To read more see: Kappes, Heather Barry and Oettingen, Gabriele (2011) Positive fantasies about idealized futures sap energy. Journal of experimental social psychology, 47 (4). pp. 719-729. ISSN 0022-1031


Over the course of 2020 we have suddenly all become acquainted with how we manage risk.  Even the simplest of activities, such as shopping, have become an exercise in risk management.

One of the key themes we see emerging is the way we can ‘other’ rule breaking – making it something that ‘other people’ do such as celebrities or young people,  groups that are regularly held up as the problem across much of the media.

However, the evidence suggests that when we take risks and break the rules, we justify it to ourselves by thinking it is only a minor infringement compared to people that we consider are the ‘real rule breakers’.  Which it may well be, but of course COVID does not make the same fine judgements. How we think about and manage these risks will be a big theme for 2021.

To read more see: Together Apart: The Psychology of COVID-19 (2020) by Jolanda Jetten, Stephen D. Reicher, S. Alexander Haslam, Tegan Cruwys


We often do not notice small increments of change until it is too late. This is because we master our environment by processing information automatically: when we see an anomaly that is more clearly out of synchronization, due to it being in the conflict with our expectations, then we pay attention.

We have seen how, across a range of issues, people have started to notice that incremental changes have led to a point where experience has reached is out of synchronization with expectations. On health, climate change, social justice the incremental changes have led to an out-of-synch set of expectations with experience. As we have seen, this is creating significant protest and backlash.

We expect that through 2021 we will see more conflict detected as people become aware of the way in which incremental changes have added up to something more substantial.  And with this we can expect more social and political upheaval.

To read more see: Venkatraman, Vinod and Wittenbraker, John, Disrupting Dual Systems: A Dynamic Decision-Making Framework for Human Behavior (May 21, 2020). Fox School of Business Research Paper Forthcoming, Available at SSRN:


It is well known that positive experiences bring more happiness than possessions.  The difficulty is that COVID has meant that the things we can do to have these positive experiences are limited.

This is particularly the case for extraordinary experiences, that go beyond everyday life. A special holiday for example. While it has long been known that young people tend to be drawn to more extraordinary experiences, COVID has meant that these are simply not available for any age group.

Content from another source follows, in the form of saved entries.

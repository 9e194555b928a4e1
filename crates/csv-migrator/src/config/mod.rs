pub mod loader;
pub mod schema;

pub use loader::{load_config, load_config_from_str, validate_config};
pub use schema::{
    Config, DestinationConfig, FieldFilterSettings, ImportConfig, LogFormat, LoggingConfig,
};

As we get accustomed to our more constrained lives in 2021, we suspect it will be increasingly understood that appreciation of the mundane, ordinary moments in life is key to achieving happiness. As such we will see more desire for ordinary experiences, more everyday experiences when we ‘stop and smell the roses’.

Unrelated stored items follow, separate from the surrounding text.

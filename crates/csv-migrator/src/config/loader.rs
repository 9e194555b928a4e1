use std::path::Path;

use crate::config::schema::Config;
use crate::error::ConfigError;

const SCHEMA_JSON: &str = include_str!("../../schema/config-v1.json");

const LOG_LEVELS: [&str; 5] = ["trace", "debug", "info", "warn", "error"];

pub fn load_config<P: AsRef<Path>>(path: P) -> Result<Config, ConfigError> {
    let path = path.as_ref();
    let content = std::fs::read_to_string(path).map_err(|e| ConfigError::ReadFile {
        path: path.to_path_buf(),
        source: e,
    })?;

    load_config_from_str(&content)
}

pub fn load_config_from_str(content: &str) -> Result<Config, ConfigError> {
    let json_value: serde_json::Value = serde_json::from_str(content)?;

    validate_schema(&json_value)?;

    let config: Config = serde_json::from_value(json_value)?;

    validate_config(&config)?;

    Ok(config)
}

fn validate_schema(json_value: &serde_json::Value) -> Result<(), ConfigError> {
    let schema: serde_json::Value =
        serde_json::from_str(SCHEMA_JSON).map_err(|e| ConfigError::Validation {
            message: format!("Invalid embedded schema JSON: {}", e),
        })?;

    let validator = jsonschema::validator_for(&schema).map_err(|e| ConfigError::Validation {
        message: format!("Failed to compile JSON schema: {}", e),
    })?;

    let error_messages: Vec<String> = validator
        .iter_errors(json_value)
        .map(|e| e.to_string())
        .collect();
    if !error_messages.is_empty() {
        return Err(ConfigError::SchemaValidation {
            errors: error_messages.join("; "),
        });
    }

    Ok(())
}

fn invalid(message: impl Into<String>) -> ConfigError {
    ConfigError::Validation {
        message: message.into(),
    }
}

pub fn validate_config(config: &Config) -> Result<(), ConfigError> {
    if config.version != "1.0" {
        return Err(invalid(format!(
            "Unsupported config version: {}",
            config.version
        )));
    }

    if config.lane.trim().is_empty() {
        return Err(invalid("lane must not be empty"));
    }
    if config.chunk_size == 0 {
        return Err(invalid("chunk_size must be at least 1"));
    }
    if config.max_concurrency == 0 {
        return Err(invalid("max_concurrency must be at least 1"));
    }
    if config.max_retries == 0 {
        return Err(invalid("max_retries must be at least 1"));
    }
    if config.wave_timeout_secs == Some(0) {
        return Err(invalid("wave_timeout_secs must be positive when set"));
    }
    if config.destination.collection.trim().is_empty() {
        return Err(invalid("destination.collection must not be empty"));
    }

    let mut seen = std::collections::HashSet::new();
    for field in &config.destination.key_fields {
        if !seen.insert(field) {
            return Err(invalid(format!("Duplicate key field '{}'", field)));
        }
    }

    if let Some(import) = &config.import {
        if import.input_directory == import.processed_directory {
            return Err(invalid(
                "import.processed_directory must differ from import.input_directory",
            ));
        }
        if import.scan_interval_secs == 0 {
            return Err(invalid("import.scan_interval_secs must be at least 1"));
        }
    }

    if !LOG_LEVELS.contains(&config.logging.level.to_ascii_lowercase().as_str()) {
        return Err(invalid(format!(
            "Unknown log level: {}",
            config.logging.level
        )));
    }

    Ok(())
}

To read more see: Amit Bhattacharjee, Cassie Mogilner, Happiness from Ordinary and Extraordinary Experiences, Journal of Consumer Research, Volume 41, Issue 1, 1 June 2014, Pages 1–17,


There is a great deal of evidence, not least from emergencies and disasters, that people are motivated to act in a very responsible and pro-social way.  Indeed, swathes of the population are motivated to get vaccinated for COVID to protect others

The impact of COVID, from supply chains to virus transmission, has helped us to see the very social and interconnected lives we lead.  In 2021 the social nature of our beliefs will be much more understood, not least relating to the huge issue of confidence in COVID vaccines.  We will see more clearly that if we want to tackle disinformation on this and other topics then social solutions are needed, such as through becoming trusted members of the communities who hold challenging views.

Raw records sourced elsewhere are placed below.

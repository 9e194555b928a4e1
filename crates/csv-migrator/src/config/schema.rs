use std::path::PathBuf;
use std::time::Duration;

use serde::{Deserialize, Serialize};

#[derive(Debug, Clone, Serialize, Deserialize)]
pub struct Config {
    pub version: String,
    /// Job queue database. Defaults to `~/.csv-migrator/data/migrator.db`.
    #[serde(default)]
    pub database_path: Option<PathBuf>,
    #[serde(default = "default_lane")]
    pub lane: String,
    #[serde(default = "default_chunk_size")]
    pub chunk_size: usize,
    #[serde(default = "default_max_concurrency")]
    pub max_concurrency: usize,
    #[serde(default = "default_max_retries")]
    pub max_retries: u32,
    #[serde(default = "default_poll_interval_ms")]
    pub poll_interval_ms: u64,
    #[serde(default = "default_progress_poll_interval_ms")]
    pub progress_poll_interval_ms: u64,
    #[serde(default)]
    pub wave_timeout_secs: Option<u64>,
    #[serde(default)]
    pub destination: DestinationConfig,
    #[serde(default)]
    pub import: Option<ImportConfig>,
    #[serde(default)]
    pub upload_directory: Option<PathBuf>,
    #[serde(default)]
    pub field_filter: Option<FieldFilterSettings>,
    #[serde(default)]
    pub logging: LoggingConfig,
}

fn default_lane() -> String {
    "csv-migration".to_string()
}

fn default_chunk_size() -> usize {
    1000
}

fn default_max_concurrency() -> usize {
    num_cpus::get()
}

fn default_max_retries() -> u32 {
    3
}

fn default_poll_interval_ms() -> u64 {
    1000
}

fn default_progress_poll_interval_ms() -> u64 {
    2000
}

impl Config {
    pub fn poll_interval(&self) -> Duration {
        Duration::from_millis(self.poll_interval_ms)
    }

    pub fn progress_poll_interval(&self) -> Duration {
        Duration::from_millis(self.progress_poll_interval_ms)
    }
}

impl Default for Config {
    fn default() -> Self {
        Self {
            version: "1.0".to_string(),
            database_path: None,
            lane: default_lane(),
            chunk_size: default_chunk_size(),
            max_concurrency: default_max_concurrency(),
            max_retries: default_max_retries(),
            poll_interval_ms: default_poll_interval_ms(),
            progress_poll_interval_ms: default_progress_poll_interval_ms(),
            wave_timeout_secs: None,
            destination: DestinationConfig::default(),
            import: None,
            upload_directory: None,
            field_filter: None,
            logging: LoggingConfig::default(),
        }
    }
}

/// Where migrated documents go.
#[derive(Debug, Clone, Serialize, Deserialize)]
pub struct DestinationConfig {
    /// Document store database. Defaults to the job queue database.
    #[serde(default)]
    pub database_path: Option<PathBuf>,
    #[serde(default = "default_collection")]
    pub collection: String,
    /// Columns forming the document key. Empty means content hash.
    #[serde(default)]
    pub key_fields: Vec<String>,
}

fn default_collection() -> String {
    "records".to_string()
}

impl Default for DestinationConfig {
    fn default() -> Self {
        Self {
            database_path: None,
            collection: default_collection(),
            key_fields: Vec::new(),
        }
    }
}

#[derive(Debug, Clone, Serialize, Deserialize)]
pub struct ImportConfig {
    pub input_directory: PathBuf,
    pub processed_directory: PathBuf,
    #[serde(default = "default_scan_interval_secs")]
    pub scan_interval_secs: u64,
}

fn default_scan_interval_secs() -> u64 {
    60
}

impl ImportConfig {
    pub fn scan_interval(&self) -> Duration {
        Duration::from_secs(self.scan_interval_secs)
    }
}

#[derive(Debug, Clone, Serialize, Deserialize)]
pub struct FieldFilterSettings {
    pub path: PathBuf,
    #[serde(default = "default_reload_interval_secs")]
    pub reload_interval_secs: u64,
}

fn default_reload_interval_secs() -> u64 {
    5
}

impl FieldFilterSettings {
    pub fn reload_interval(&self) -> Duration {
        Duration::from_secs(self.reload_interval_secs)
    }
}

#[derive(Debug, Clone, Serialize, Deserialize)]
pub struct LoggingConfig {
    #[serde(default = "default_log_level")]
    pub level: String,
    #[serde(default)]
    pub format: LogFormat,
}

fn default_log_level() -> String {
    "info".to_string()
}

impl Default for LoggingConfig {
    fn default() -> Self {
        Self {
            level: default_log_level(),
            format: LogFormat::default(),
        }
    }
}

#[derive(Debug, Clone, Copy, Default, PartialEq, Eq, Serialize, Deserialize)]
#[serde(rename_all = "lowercase")]
pub enum LogFormat {
    #[default]
    Pretty,
    Json,
}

To read more see: Tamara Ansons: Vaccine Hesitancy: Understanding Belief Formation at

While we are pretty sure that these are themes that will be important, we also have no doubt there will be plenty of other ways in which we will be drawing on insights from behavioural science to help explain and engage with the challenges we face in 2021. The one thing we did learn over 2020 is that it’s not always easy to anticipate the future!